• [EXERCISE INSTRUCTIONS]:
The required answer is every line of the data containing the word "prefix".

[Stored data entries]
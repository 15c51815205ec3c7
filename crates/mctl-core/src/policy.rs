//! Tool-call classification.
//!
//! `classify` is pure: it sees the tool name, its arguments, the request context and an
//! already-loaded [`PolicyConfig`]. Loading never fails open; a missing or malformed file yields
//! [`PolicyConfig::default`], which keeps the default-deny fallback.

use std::path::Path;

use reqwest::Url;
use serde::{Deserialize, Serialize};
use serde_json::Value;

use mctl_types::TaskOrigin;

const SECRET_MARKERS: &[&str] = &[".env", "id_rsa", ".ssh/", ".aws/credentials"];
const URL_FETCH_TOOLS: &[&str] = &[
    "scrape_and_parse_url",
    "fetch_url",
    "web_fetch",
    "webfetch",
    "http_get",
    "browse",
];
const URL_ARG_KEYS: &[&str] = &["url", "uri", "href", "target_url"];

#[derive(Debug, Clone, Copy, PartialEq, Eq, Hash, Serialize, Deserialize)]
#[serde(rename_all = "snake_case")]
pub enum PolicyDecision {
    AutoApprove,
    HitlRequired,
    Banned,
}

impl PolicyDecision {
    pub fn as_str(self) -> &'static str {
        match self {
            PolicyDecision::AutoApprove => "auto_approve",
            PolicyDecision::HitlRequired => "hitl_required",
            PolicyDecision::Banned => "banned",
        }
    }
}

#[derive(Debug, Clone, PartialEq, Eq, Serialize)]
pub struct PolicyVerdict {
    pub decision: PolicyDecision,
    pub reason: String,
}

impl PolicyVerdict {
    fn new(decision: PolicyDecision, reason: String) -> Self {
        Self { decision, reason }
    }
}

#[derive(Debug, Clone, PartialEq, Serialize, Deserialize)]
#[serde(deny_unknown_fields)]
pub struct SandboxRules {
    #[serde(default = "default_true")]
    pub untrusted_telegram_to_hitl: bool,
}

impl Default for SandboxRules {
    fn default() -> Self {
        Self {
            untrusted_telegram_to_hitl: true,
        }
    }
}

fn default_true() -> bool {
    true
}

#[derive(Debug, Clone, PartialEq, Serialize, Deserialize)]
#[serde(deny_unknown_fields)]
pub struct PolicyConfig {
    pub auto_approve_actions: Vec<String>,
    pub hitl_required_actions: Vec<String>,
    pub banned_actions: Vec<String>,
    pub allowed_fetch_domains: Vec<String>,
    #[serde(default)]
    pub sandbox_rules: SandboxRules,
}

impl Default for PolicyConfig {
    /// Conservative fallback: only tenant-scoped reads and local fetches run unattended.
    fn default() -> Self {
        let list = |items: &[&str]| items.iter().map(|s| s.to_string()).collect::<Vec<_>>();
        Self {
            auto_approve_actions: list(&["read_task", "search_tasks", "scrape_and_parse_url"]),
            hitl_required_actions: list(&[
                "send_message",
                "send_email",
                "publish_report",
                "write_file",
                "create_task",
            ]),
            banned_actions: list(&[
                "shell",
                "exec",
                "delete_task",
                "drop_database",
                "transfer_funds",
            ]),
            allowed_fetch_domains: list(&["localhost"]),
            sandbox_rules: SandboxRules::default(),
        }
    }
}

#[derive(Debug, Clone, Copy, PartialEq, Eq, Serialize)]
#[serde(rename_all = "snake_case")]
pub enum PolicySource {
    File,
    DefaultMissing,
    DefaultMalformed,
}

pub fn parse_policy(raw: &str) -> anyhow::Result<PolicyConfig> {
    Ok(serde_yaml::from_str::<PolicyConfig>(raw)?)
}

/// Re-reads the policy file. Cheap enough to call per tool invocation.
pub async fn load_policy(path: &Path) -> (PolicyConfig, PolicySource) {
    let raw = match tokio::fs::read_to_string(path).await {
        Ok(raw) => raw,
        Err(err) => {
            if err.kind() != std::io::ErrorKind::NotFound {
                tracing::warn!("policy file {} unreadable: {err}", path.display());
            }
            return (PolicyConfig::default(), PolicySource::DefaultMissing);
        }
    };
    match parse_policy(&raw) {
        Ok(config) => (config, PolicySource::File),
        Err(err) => {
            tracing::warn!(
                "policy file {} is malformed, using conservative defaults: {err}",
                path.display()
            );
            (PolicyConfig::default(), PolicySource::DefaultMalformed)
        }
    }
}

/// Who is asking, as far as policy is concerned.
#[derive(Debug, Clone, Default)]
pub struct PolicyContext {
    pub origin: TaskOrigin,
    pub trusted_identities: Vec<String>,
}

impl PolicyContext {
    pub fn new(origin: TaskOrigin, trusted_identities: Vec<String>) -> Self {
        Self {
            origin,
            trusted_identities,
        }
    }

    /// Inbound chat traffic whose sender and chat are both unknown operators.
    pub fn is_untrusted(&self) -> bool {
        if !self.origin.is_inbound_messaging() {
            return false;
        }
        let trusted = |id: &Option<String>| {
            id.as_deref()
                .map(str::trim)
                .filter(|id| !id.is_empty())
                .is_some_and(|id| self.trusted_identities.iter().any(|t| t.trim() == id))
        };
        !(trusted(&self.origin.sender_id) || trusted(&self.origin.chat_id))
    }
}

pub fn classify(
    tool_name: &str,
    args: &Value,
    ctx: &PolicyContext,
    config: &PolicyConfig,
) -> PolicyVerdict {
    let tool = normalize_action(tool_name);
    let serialized = args.to_string().to_ascii_lowercase();

    if let Some(marker) = SECRET_MARKERS.iter().find(|m| serialized.contains(*m)) {
        return PolicyVerdict::new(
            PolicyDecision::Banned,
            format!("arguments reference secret material (`{marker}`)"),
        );
    }

    if is_url_fetch_tool(&tool, args) {
        match target_host(args) {
            Some(host) if domain_allowed(&host, &config.allowed_fetch_domains) => {}
            Some(host) => {
                return PolicyVerdict::new(
                    PolicyDecision::Banned,
                    format!("domain `{host}` is not in allowed_fetch_domains"),
                );
            }
            None => {
                return PolicyVerdict::new(
                    PolicyDecision::Banned,
                    format!("`{tool}` called without a parseable target url"),
                );
            }
        }
    }

    if contains_action(&config.banned_actions, &tool) {
        return PolicyVerdict::new(
            PolicyDecision::Banned,
            format!("action `{tool}` is banned"),
        );
    }

    if contains_action(&config.hitl_required_actions, &tool) {
        return PolicyVerdict::new(
            PolicyDecision::HitlRequired,
            format!("action `{tool}` requires human approval"),
        );
    }

    if config.sandbox_rules.untrusted_telegram_to_hitl && ctx.is_untrusted() {
        return PolicyVerdict::new(
            PolicyDecision::HitlRequired,
            format!("untrusted inbound sender; `{tool}` escalated to human approval"),
        );
    }

    if contains_action(&config.auto_approve_actions, &tool) {
        return PolicyVerdict::new(
            PolicyDecision::AutoApprove,
            format!("action `{tool}` is auto-approved"),
        );
    }

    PolicyVerdict::new(
        PolicyDecision::HitlRequired,
        format!("action `{tool}` is not listed; default-deny requires human approval"),
    )
}

pub(crate) fn normalize_action(name: &str) -> String {
    name.trim().to_ascii_lowercase()
}

fn contains_action(list: &[String], tool: &str) -> bool {
    list.iter().any(|entry| normalize_action(entry) == tool)
}

/// Known fetch tools, plus any call that carries a URL argument.
pub fn is_url_fetch_tool(tool: &str, args: &Value) -> bool {
    URL_FETCH_TOOLS.contains(&tool) || URL_ARG_KEYS.iter().any(|key| args.get(*key).is_some())
}

fn target_host(args: &Value) -> Option<String> {
    let raw = URL_ARG_KEYS
        .iter()
        .find_map(|key| args.get(*key).and_then(|v| v.as_str()))?;
    let url = Url::parse(raw.trim()).ok()?;
    let host = url.host_str()?.trim_end_matches('.').to_ascii_lowercase();
    if host.is_empty() {
        return None;
    }
    Some(host)
}

/// Host check applied to every hop a fetch takes, redirects included.
pub(crate) fn url_host_allowed(url: &Url, allowed: &[String]) -> bool {
    url.host_str()
        .map(|host| host.trim_end_matches('.').to_ascii_lowercase())
        .filter(|host| !host.is_empty())
        .is_some_and(|host| domain_allowed(&host, allowed))
}

fn domain_allowed(host: &str, allowed: &[String]) -> bool {
    allowed.iter().any(|entry| {
        let domain = entry
            .trim()
            .trim_start_matches("*.")
            .trim_start_matches('.')
            .trim_end_matches('.')
            .to_ascii_lowercase();
        !domain.is_empty() && (host == domain || host.ends_with(&format!(".{domain}")))
    })
}
mod approval;
mod event;
mod handoff;
mod insight;
pub mod legacy_status;
mod review;
mod role;
mod run;
mod span;
mod task;

pub use approval::*;
pub use event::*;
pub use handoff::*;
pub use insight::*;
pub use review::*;
pub use role::*;
pub use run::*;
pub use span::*;
pub use task::*;

pub fn new_id(prefix: &str) -> String {
    format!("{prefix}_{}", uuid::Uuid::new_v4().simple())
}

• [TASK RESPONSE]:
pub fn new_id(prefix: &str) -> String {
    format!("{prefix}_{}", uuid::Uuid::new_v4().simple())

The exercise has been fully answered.